─── Given information
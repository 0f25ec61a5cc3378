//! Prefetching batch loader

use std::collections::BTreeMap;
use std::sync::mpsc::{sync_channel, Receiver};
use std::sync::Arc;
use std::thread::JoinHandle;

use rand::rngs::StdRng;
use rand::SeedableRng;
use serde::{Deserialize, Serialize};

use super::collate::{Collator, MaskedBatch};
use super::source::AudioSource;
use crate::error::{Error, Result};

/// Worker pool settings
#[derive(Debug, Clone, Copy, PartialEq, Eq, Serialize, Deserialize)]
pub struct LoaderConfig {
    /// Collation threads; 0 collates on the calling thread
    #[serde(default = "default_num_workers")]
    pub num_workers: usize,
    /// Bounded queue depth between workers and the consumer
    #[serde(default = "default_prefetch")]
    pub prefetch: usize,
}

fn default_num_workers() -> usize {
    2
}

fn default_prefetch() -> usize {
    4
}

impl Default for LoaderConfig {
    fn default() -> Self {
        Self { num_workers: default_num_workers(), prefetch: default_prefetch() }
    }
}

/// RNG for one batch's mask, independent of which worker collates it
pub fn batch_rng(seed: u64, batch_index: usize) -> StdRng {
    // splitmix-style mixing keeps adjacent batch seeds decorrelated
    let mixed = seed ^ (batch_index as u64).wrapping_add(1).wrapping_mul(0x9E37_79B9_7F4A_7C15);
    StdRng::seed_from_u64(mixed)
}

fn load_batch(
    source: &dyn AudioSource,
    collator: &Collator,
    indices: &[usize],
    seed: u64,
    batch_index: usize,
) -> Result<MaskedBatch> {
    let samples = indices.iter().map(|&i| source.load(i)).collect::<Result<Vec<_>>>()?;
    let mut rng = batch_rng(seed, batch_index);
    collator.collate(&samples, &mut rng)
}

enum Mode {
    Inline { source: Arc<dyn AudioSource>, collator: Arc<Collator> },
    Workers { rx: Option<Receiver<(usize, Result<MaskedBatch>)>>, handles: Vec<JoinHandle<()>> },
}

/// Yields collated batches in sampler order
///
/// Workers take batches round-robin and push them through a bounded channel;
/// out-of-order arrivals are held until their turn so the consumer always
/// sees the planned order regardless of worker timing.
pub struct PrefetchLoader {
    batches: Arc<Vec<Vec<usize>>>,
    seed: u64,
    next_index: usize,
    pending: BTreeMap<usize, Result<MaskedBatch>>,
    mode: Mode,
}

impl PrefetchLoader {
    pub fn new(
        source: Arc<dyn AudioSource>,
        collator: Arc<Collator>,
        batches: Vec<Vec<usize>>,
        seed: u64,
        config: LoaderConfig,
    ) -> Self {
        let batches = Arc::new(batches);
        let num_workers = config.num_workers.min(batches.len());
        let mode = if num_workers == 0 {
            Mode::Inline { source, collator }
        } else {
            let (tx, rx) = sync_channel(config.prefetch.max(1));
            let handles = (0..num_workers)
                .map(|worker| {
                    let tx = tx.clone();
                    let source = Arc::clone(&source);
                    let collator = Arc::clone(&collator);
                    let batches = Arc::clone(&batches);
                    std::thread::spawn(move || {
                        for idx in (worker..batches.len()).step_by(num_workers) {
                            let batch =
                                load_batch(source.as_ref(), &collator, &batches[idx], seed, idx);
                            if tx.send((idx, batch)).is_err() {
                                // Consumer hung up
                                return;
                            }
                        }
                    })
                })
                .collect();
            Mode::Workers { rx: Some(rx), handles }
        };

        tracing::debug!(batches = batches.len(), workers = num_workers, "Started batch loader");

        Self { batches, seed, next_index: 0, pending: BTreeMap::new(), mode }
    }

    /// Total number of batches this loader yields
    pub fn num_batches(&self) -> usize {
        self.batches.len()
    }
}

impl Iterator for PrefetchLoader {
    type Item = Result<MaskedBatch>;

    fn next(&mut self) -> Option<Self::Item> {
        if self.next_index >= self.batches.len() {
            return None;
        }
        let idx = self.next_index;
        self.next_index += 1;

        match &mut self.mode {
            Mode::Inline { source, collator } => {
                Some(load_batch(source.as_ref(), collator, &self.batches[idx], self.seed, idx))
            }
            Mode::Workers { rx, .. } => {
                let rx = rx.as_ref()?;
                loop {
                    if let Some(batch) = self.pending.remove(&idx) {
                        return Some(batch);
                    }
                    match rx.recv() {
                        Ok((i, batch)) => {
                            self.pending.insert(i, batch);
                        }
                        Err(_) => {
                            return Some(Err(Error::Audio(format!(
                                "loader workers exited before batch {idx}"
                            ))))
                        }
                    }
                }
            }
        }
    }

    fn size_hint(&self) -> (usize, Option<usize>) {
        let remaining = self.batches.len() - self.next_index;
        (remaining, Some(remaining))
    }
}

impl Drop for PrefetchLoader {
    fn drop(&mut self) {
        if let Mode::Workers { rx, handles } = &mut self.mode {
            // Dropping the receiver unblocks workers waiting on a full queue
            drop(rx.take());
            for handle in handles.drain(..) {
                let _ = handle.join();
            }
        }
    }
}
──────
─── Given information
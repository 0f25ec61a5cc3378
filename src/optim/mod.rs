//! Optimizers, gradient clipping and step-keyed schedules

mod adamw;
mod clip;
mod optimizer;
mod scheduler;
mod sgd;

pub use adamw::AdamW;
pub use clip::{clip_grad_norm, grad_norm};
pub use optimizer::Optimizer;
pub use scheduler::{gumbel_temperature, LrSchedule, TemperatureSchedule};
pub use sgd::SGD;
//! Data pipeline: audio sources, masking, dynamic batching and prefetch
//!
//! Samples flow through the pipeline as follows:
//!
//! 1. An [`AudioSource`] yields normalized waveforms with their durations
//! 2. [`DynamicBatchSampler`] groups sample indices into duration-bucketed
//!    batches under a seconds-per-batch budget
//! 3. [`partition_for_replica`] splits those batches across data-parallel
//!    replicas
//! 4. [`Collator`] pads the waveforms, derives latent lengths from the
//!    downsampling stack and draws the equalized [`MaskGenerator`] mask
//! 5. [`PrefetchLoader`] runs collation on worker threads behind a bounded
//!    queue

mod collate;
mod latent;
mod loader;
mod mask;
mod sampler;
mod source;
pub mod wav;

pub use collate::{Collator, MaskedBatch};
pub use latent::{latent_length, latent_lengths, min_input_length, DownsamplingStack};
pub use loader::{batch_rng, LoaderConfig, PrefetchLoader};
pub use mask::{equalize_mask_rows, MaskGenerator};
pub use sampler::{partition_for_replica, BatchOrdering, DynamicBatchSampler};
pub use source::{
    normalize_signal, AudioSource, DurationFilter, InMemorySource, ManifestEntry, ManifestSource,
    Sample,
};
──────
─── Given information
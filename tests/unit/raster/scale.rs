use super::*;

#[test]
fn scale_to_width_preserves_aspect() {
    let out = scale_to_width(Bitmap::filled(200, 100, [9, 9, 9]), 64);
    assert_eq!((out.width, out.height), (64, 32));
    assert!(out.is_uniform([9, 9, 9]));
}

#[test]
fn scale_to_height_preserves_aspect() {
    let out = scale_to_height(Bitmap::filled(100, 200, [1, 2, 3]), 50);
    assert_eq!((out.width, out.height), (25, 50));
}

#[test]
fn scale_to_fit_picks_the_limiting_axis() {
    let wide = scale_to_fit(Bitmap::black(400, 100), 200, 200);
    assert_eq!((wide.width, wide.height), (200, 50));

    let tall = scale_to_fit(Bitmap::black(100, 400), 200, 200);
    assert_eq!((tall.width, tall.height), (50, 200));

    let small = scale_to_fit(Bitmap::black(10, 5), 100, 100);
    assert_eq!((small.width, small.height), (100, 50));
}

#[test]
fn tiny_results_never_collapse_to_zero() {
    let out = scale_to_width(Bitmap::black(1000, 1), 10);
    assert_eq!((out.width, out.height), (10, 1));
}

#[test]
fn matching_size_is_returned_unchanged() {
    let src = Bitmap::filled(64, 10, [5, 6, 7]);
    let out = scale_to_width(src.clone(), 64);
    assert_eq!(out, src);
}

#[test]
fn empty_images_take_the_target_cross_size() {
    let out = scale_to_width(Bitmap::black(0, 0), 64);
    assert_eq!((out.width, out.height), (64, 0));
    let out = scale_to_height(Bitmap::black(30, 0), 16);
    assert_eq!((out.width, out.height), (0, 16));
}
──────
§ **Required action**: Pull out all lines in the data above that include "threads".

§ **Written solution**:
    /// Collation threads; 0 collates on the calling thread
//! 5. [`PrefetchLoader`] runs collation on worker threads behind a bounded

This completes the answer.